───── Dataset content ─────
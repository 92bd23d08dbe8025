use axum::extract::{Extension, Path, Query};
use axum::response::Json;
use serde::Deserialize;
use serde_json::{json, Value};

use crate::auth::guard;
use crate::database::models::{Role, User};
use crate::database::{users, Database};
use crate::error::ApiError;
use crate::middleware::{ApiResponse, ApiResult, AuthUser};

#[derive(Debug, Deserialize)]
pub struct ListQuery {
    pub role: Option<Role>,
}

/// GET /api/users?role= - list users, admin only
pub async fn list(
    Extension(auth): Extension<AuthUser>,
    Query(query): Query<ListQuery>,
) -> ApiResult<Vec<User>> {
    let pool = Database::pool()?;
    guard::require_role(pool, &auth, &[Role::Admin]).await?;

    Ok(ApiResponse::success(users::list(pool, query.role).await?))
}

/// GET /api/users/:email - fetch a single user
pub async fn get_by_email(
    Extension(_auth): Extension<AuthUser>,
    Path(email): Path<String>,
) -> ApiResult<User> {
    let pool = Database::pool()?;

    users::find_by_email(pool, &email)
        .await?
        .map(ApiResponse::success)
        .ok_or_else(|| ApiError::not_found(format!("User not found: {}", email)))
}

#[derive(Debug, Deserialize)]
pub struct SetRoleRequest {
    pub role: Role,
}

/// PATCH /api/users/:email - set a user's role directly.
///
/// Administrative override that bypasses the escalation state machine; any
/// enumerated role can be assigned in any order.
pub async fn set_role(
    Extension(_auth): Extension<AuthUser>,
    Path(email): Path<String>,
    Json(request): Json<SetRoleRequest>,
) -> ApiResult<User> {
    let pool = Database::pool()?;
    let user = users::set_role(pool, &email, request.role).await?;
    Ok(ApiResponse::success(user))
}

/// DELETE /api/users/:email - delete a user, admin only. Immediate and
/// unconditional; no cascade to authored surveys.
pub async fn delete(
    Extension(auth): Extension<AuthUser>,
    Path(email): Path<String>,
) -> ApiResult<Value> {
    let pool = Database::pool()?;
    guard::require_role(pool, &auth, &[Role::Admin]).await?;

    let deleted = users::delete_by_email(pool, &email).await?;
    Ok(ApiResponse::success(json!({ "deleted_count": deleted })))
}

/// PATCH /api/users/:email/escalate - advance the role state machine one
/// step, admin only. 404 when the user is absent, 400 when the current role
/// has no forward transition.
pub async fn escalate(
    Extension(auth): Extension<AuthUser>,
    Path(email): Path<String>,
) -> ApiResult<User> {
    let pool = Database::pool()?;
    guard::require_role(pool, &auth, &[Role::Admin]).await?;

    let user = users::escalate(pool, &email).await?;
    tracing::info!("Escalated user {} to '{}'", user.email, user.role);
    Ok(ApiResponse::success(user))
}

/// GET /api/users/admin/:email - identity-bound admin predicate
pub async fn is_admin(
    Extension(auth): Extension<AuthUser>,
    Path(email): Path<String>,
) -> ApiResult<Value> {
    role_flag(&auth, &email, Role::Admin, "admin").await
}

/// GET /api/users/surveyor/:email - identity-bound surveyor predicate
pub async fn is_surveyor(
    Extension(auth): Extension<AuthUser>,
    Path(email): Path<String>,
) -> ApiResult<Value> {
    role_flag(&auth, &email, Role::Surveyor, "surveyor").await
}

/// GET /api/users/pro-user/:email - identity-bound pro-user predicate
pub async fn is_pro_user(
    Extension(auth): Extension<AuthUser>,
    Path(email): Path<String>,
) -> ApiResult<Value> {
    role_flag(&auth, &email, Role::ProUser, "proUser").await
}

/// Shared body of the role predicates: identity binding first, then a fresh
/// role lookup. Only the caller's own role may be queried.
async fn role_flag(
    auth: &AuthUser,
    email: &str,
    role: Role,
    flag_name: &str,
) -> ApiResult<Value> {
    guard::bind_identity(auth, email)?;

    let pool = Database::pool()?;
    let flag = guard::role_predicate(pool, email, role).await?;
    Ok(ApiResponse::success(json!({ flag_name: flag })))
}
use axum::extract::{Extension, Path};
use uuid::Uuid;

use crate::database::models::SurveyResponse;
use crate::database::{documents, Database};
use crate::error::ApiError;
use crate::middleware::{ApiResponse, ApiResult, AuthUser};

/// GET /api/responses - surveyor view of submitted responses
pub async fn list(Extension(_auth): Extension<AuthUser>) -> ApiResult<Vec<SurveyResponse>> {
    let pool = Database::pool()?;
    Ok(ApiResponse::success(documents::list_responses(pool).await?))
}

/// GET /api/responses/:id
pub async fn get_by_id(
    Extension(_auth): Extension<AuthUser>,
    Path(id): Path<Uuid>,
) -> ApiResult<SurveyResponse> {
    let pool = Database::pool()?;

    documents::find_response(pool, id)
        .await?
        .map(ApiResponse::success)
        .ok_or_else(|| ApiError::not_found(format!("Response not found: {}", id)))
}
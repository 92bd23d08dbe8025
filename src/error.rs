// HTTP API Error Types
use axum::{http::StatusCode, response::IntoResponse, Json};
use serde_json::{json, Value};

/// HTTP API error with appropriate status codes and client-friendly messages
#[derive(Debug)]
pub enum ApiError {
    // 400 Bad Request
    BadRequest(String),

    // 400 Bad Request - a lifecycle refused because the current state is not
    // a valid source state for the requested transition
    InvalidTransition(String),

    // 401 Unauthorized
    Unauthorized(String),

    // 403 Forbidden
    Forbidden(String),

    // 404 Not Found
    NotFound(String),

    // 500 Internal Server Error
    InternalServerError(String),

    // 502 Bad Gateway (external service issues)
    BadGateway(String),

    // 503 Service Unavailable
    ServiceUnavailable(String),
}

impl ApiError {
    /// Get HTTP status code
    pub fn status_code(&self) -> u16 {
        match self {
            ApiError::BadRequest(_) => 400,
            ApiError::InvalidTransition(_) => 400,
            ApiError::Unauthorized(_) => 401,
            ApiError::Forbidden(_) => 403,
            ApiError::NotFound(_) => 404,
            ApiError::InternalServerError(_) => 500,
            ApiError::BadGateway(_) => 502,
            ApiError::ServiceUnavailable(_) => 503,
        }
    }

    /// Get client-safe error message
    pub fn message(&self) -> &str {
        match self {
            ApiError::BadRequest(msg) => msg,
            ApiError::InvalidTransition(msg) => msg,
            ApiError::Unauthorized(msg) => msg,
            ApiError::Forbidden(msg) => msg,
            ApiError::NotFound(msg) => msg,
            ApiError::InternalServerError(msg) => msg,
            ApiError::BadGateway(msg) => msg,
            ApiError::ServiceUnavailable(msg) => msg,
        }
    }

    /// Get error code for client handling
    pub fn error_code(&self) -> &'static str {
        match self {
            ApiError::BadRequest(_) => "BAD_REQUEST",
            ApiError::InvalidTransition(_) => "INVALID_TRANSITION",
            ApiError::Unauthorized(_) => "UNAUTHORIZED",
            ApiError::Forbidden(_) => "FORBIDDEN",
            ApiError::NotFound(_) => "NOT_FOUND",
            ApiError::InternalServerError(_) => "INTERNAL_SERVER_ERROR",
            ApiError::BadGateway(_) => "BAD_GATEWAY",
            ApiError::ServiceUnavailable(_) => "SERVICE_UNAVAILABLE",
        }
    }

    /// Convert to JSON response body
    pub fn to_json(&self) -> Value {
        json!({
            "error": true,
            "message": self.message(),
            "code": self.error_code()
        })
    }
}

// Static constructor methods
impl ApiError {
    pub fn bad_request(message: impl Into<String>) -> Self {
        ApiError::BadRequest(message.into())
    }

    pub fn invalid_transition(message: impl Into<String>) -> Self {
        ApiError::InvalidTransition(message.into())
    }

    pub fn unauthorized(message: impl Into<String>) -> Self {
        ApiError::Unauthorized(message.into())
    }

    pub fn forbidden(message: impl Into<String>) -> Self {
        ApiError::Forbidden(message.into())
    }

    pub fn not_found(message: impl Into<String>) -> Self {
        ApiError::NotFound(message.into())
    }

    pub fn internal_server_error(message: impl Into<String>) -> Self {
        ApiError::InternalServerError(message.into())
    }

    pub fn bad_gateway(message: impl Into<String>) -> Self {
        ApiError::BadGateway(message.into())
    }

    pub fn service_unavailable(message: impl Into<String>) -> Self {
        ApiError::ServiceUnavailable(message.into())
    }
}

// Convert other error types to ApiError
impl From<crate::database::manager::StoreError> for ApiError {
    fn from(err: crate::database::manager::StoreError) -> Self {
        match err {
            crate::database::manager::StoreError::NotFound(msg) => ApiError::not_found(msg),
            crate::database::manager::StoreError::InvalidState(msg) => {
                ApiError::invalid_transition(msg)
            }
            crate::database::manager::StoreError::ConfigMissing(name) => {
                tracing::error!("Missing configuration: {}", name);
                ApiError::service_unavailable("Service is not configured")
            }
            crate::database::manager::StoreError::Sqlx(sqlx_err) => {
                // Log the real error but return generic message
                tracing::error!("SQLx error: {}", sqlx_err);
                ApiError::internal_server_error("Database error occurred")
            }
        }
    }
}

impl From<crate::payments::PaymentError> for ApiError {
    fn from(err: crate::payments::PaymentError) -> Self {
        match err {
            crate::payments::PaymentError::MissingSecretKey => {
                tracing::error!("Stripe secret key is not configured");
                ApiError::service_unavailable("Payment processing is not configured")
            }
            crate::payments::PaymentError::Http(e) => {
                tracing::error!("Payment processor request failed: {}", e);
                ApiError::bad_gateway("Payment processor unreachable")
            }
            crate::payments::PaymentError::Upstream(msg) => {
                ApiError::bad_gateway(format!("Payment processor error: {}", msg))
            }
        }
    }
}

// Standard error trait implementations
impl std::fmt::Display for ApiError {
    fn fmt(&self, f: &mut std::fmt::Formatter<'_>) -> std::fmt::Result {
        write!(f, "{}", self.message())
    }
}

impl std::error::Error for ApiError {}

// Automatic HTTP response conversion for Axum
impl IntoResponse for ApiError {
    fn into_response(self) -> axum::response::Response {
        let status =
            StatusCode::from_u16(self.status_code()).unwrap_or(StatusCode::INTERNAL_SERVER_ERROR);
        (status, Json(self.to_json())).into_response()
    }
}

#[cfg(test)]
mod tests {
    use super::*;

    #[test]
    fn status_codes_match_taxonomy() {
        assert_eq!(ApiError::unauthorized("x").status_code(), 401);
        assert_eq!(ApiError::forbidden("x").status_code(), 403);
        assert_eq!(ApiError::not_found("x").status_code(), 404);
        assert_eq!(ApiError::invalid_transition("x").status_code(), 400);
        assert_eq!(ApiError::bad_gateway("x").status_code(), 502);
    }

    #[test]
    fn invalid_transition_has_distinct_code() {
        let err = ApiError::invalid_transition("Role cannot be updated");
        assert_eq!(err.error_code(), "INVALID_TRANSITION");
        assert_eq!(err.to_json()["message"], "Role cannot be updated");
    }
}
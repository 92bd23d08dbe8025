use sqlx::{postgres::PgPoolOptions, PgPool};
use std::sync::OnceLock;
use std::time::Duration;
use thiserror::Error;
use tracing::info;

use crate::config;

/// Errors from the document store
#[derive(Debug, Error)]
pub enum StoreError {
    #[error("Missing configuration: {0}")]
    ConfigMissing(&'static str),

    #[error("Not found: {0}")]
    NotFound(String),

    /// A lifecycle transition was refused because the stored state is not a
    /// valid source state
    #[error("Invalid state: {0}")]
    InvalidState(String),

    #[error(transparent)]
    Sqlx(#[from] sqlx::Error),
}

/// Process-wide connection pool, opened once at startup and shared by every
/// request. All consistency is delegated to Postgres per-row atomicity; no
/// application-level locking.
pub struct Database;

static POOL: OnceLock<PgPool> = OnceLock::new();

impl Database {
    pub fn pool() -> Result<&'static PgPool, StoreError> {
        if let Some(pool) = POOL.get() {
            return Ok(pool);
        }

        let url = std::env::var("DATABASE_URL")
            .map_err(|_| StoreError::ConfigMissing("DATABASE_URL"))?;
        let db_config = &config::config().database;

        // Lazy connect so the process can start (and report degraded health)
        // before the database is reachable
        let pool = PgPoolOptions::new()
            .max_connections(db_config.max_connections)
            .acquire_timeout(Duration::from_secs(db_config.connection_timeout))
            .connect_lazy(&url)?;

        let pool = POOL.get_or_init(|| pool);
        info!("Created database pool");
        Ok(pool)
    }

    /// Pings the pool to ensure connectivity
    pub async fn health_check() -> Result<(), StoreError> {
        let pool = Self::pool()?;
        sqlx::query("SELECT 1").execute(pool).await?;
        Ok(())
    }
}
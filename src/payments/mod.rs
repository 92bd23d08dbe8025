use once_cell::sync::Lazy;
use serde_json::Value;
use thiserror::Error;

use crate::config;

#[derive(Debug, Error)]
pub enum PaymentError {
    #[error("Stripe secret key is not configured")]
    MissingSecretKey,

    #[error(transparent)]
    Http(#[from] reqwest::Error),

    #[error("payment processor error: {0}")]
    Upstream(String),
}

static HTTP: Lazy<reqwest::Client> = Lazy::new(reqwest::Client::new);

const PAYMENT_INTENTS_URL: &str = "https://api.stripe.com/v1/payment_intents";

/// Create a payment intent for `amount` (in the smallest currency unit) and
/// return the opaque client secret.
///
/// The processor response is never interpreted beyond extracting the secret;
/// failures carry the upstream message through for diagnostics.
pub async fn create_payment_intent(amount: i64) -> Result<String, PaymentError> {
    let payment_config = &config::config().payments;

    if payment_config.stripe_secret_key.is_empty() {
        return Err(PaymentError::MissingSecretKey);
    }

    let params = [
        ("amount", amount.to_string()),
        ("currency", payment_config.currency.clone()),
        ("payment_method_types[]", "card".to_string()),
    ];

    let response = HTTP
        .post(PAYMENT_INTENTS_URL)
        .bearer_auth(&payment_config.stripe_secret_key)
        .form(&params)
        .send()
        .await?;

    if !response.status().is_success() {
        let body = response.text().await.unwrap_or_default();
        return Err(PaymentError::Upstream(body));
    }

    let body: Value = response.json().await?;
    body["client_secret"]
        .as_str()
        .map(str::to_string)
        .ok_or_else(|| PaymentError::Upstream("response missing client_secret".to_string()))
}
─────
▸ **What is needed**
Using the data above, work out how many lines include the word "body" and give only that number.

▸ **Answer area**
6